* **Aim of the task**: Go through the material below and copy each line where the word "FailurePolicy" appears.

* **Provided records**:
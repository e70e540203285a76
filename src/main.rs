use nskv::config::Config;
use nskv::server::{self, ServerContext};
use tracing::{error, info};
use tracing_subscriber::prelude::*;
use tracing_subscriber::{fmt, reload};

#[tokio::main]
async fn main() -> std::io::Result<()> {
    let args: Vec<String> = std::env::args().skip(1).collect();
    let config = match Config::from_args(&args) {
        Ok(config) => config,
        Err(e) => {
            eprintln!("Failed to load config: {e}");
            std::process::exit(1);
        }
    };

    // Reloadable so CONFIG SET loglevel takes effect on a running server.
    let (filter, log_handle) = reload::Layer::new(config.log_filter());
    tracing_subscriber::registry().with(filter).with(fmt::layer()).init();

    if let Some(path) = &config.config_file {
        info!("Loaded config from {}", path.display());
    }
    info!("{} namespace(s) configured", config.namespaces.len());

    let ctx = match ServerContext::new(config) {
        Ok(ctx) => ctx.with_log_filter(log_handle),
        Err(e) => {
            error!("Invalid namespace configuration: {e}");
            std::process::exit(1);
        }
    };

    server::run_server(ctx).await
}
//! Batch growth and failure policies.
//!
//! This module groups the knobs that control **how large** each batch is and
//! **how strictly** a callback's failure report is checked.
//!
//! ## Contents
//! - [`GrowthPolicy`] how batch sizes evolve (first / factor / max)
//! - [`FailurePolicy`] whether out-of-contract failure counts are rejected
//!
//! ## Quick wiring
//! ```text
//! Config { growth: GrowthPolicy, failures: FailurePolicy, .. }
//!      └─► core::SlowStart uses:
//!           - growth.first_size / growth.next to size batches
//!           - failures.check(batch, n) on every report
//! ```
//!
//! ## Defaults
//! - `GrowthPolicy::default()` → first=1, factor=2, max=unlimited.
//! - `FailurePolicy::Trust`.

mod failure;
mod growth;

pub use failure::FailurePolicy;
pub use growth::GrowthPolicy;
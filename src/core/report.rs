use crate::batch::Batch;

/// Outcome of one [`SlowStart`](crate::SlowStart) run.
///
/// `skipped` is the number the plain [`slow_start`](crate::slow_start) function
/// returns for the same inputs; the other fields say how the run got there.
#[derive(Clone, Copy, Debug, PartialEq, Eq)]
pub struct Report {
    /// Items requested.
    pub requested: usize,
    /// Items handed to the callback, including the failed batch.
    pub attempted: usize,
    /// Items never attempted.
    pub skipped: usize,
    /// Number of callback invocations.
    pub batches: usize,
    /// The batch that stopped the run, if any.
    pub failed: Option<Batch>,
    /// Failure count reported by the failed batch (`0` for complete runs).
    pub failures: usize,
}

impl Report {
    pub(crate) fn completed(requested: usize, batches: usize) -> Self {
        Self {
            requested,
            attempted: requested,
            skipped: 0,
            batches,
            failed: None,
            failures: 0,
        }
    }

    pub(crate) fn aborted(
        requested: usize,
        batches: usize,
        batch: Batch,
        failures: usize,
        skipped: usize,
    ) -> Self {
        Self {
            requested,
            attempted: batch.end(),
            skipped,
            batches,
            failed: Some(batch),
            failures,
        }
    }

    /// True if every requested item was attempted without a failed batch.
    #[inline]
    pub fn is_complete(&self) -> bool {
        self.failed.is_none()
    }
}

* **Response area**:
//! - [`FailurePolicy`] whether out-of-contract failure counts are rejected
//! Config { growth: GrowthPolicy, failures: FailurePolicy, .. }
//! - `FailurePolicy::Trust`.
pub use failure::FailurePolicy;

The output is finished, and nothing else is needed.